(Stored data entries)
[Start of Attachment]
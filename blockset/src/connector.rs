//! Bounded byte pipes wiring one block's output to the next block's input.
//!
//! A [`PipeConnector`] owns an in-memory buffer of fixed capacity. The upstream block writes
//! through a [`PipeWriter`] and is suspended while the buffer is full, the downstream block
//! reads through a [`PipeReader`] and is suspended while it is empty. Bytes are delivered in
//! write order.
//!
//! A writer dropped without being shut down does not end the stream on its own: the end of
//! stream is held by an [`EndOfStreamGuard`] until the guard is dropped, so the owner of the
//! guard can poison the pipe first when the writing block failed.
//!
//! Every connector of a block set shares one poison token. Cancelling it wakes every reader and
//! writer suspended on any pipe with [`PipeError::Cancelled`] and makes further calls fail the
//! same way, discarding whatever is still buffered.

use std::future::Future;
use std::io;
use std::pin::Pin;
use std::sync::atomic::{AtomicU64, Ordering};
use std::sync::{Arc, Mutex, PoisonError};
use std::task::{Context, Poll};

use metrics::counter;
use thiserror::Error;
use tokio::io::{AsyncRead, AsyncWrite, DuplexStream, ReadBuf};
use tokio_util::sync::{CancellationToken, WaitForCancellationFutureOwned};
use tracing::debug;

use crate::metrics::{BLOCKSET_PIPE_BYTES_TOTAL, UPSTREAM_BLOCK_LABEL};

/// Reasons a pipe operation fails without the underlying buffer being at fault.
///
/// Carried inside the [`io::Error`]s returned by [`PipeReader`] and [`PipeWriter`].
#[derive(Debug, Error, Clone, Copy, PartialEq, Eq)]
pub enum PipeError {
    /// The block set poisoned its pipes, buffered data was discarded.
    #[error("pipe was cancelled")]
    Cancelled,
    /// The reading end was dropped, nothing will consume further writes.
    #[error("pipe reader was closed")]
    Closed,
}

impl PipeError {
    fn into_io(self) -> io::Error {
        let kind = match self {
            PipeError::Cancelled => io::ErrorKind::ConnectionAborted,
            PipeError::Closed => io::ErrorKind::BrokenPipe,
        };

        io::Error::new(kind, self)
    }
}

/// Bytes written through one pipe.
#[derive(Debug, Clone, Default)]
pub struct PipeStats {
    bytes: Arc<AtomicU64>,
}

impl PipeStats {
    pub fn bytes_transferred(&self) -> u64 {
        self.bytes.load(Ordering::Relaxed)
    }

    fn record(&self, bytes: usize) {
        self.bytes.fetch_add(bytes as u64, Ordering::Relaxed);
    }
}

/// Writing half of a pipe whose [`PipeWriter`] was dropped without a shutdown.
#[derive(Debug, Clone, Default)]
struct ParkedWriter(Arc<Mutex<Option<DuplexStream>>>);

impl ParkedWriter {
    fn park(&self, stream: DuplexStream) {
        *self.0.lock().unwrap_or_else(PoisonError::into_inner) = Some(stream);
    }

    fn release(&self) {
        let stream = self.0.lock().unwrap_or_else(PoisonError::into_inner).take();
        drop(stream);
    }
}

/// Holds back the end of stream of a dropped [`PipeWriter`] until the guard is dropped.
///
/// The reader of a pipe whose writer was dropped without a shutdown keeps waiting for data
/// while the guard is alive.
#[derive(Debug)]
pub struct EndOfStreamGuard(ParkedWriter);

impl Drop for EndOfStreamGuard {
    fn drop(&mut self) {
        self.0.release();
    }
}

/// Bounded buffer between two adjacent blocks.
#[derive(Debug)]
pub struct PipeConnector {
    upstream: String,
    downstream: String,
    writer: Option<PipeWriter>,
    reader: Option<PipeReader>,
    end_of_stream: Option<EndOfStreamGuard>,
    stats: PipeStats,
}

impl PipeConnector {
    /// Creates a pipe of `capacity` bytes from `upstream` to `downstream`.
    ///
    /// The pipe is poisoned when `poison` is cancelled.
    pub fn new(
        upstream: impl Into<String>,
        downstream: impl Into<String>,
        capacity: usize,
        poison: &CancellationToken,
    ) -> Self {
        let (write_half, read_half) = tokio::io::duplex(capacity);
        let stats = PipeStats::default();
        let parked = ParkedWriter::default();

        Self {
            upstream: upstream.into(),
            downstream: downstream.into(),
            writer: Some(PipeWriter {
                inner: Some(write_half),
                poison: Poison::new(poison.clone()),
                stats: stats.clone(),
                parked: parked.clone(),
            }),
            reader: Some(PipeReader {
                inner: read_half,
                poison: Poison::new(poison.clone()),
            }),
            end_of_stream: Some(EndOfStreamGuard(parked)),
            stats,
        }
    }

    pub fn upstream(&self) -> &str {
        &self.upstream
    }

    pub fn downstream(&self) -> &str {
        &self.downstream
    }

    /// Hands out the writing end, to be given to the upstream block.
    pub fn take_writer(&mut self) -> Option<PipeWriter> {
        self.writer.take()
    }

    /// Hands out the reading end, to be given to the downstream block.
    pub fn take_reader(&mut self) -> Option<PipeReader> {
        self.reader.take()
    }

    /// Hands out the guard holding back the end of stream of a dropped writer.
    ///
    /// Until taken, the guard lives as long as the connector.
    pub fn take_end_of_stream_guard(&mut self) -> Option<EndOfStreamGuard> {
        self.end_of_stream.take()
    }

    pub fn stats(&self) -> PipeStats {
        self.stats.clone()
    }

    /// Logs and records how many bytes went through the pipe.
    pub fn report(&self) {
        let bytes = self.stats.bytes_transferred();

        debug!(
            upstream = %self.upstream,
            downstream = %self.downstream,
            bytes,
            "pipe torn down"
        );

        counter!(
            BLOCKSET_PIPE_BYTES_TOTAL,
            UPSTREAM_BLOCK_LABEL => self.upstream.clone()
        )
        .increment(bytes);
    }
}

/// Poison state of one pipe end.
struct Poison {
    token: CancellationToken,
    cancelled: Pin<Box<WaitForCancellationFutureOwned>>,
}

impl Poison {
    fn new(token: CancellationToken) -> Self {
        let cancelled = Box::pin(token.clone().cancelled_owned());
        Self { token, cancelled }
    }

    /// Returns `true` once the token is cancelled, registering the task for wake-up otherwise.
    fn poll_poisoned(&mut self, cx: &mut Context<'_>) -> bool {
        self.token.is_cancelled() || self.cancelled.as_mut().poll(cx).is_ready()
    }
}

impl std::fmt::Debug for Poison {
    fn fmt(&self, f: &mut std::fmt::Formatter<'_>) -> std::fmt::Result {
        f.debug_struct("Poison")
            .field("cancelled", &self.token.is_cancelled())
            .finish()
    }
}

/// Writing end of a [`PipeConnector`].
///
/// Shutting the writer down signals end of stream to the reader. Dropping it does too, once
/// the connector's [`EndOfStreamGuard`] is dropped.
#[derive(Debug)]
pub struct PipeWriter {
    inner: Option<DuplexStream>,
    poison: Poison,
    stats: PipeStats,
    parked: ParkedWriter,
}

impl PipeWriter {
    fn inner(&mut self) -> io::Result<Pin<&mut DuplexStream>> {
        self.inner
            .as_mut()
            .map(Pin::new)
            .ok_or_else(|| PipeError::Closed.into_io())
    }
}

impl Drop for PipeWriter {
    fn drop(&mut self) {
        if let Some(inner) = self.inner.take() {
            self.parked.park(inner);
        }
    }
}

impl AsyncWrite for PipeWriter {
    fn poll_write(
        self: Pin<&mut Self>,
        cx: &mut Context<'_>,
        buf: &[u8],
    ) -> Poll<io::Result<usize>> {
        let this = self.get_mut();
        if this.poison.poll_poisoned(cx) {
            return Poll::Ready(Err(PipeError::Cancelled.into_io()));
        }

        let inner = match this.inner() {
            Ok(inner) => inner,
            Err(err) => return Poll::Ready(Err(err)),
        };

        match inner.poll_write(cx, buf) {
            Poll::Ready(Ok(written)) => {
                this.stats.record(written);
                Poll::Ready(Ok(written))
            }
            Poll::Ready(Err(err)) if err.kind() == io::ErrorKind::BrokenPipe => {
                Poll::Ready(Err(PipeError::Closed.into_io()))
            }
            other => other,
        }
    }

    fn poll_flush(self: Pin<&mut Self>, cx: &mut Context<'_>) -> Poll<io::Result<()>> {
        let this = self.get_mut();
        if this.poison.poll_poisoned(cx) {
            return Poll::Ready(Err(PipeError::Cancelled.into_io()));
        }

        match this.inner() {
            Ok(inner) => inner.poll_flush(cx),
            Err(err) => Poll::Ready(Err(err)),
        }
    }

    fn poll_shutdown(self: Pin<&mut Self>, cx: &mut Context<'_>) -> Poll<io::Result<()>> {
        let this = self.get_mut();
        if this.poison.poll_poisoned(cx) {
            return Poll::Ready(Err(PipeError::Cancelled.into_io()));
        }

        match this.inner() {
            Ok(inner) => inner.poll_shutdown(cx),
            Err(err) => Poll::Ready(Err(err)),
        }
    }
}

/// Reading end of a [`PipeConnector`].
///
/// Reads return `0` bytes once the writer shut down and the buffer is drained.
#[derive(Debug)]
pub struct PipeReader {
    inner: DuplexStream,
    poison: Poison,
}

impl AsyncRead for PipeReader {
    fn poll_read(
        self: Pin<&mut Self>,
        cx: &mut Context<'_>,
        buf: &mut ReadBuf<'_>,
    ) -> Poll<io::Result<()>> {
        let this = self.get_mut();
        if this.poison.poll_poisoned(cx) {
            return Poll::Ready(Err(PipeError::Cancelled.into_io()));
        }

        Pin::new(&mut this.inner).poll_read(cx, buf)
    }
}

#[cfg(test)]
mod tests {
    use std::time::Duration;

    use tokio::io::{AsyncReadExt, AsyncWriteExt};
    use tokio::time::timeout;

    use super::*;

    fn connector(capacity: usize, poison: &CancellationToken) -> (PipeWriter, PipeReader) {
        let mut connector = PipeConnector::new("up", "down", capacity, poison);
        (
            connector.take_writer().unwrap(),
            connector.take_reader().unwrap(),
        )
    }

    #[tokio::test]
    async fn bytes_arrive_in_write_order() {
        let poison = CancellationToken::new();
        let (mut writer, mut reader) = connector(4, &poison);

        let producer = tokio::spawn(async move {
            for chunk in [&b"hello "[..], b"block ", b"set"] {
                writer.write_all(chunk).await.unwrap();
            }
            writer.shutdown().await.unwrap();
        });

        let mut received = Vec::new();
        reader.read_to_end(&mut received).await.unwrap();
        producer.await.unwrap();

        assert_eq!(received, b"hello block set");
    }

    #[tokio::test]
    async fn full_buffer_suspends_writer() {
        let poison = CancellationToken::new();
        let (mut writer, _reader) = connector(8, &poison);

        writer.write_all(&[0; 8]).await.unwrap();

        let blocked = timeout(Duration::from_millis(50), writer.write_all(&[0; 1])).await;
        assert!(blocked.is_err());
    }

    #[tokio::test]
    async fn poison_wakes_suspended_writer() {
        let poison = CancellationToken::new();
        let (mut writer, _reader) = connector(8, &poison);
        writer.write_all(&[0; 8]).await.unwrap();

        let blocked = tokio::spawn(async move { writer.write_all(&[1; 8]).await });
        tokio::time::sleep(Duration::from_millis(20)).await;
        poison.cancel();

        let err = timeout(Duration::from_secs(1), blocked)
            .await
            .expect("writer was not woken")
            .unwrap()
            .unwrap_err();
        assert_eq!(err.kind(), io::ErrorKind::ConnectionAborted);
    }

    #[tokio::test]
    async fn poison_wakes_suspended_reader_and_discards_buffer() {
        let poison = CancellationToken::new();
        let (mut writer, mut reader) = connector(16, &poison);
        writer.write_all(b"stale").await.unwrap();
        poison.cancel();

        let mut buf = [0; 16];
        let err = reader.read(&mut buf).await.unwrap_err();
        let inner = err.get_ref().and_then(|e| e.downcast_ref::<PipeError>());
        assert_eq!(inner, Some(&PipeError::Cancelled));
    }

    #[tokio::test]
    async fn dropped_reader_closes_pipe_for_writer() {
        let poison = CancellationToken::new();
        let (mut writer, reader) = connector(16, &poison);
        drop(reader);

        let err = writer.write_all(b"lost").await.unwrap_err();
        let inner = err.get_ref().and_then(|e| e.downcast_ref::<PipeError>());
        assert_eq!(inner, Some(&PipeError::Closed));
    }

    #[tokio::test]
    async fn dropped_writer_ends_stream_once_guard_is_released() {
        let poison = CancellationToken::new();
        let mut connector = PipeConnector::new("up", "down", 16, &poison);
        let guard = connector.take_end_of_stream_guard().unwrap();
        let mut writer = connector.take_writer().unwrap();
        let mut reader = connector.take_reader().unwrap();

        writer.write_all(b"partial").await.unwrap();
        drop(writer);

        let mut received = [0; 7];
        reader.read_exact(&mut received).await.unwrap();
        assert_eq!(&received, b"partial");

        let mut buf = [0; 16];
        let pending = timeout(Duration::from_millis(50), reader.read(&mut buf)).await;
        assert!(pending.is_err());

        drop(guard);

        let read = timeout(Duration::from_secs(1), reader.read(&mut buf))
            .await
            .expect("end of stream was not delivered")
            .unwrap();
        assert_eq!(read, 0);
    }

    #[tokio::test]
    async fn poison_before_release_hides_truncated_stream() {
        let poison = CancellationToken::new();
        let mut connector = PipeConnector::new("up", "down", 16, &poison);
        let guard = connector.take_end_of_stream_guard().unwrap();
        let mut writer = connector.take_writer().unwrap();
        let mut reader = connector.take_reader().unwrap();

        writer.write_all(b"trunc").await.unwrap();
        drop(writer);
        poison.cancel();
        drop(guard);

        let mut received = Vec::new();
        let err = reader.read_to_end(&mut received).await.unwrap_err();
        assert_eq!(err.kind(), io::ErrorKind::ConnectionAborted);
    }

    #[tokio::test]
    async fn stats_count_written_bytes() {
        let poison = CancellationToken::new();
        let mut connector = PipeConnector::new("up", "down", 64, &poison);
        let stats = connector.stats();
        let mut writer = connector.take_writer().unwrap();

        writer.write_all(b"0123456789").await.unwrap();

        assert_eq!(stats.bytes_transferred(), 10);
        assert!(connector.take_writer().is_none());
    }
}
[End of Attachment]
• [Task]:
Gather each line from the entries above that includes the word "move".

• [Response area]:
        let producer = tokio::spawn(async move {
        let blocked = tokio::spawn(async move { writer.write_all(&[1; 8]).await });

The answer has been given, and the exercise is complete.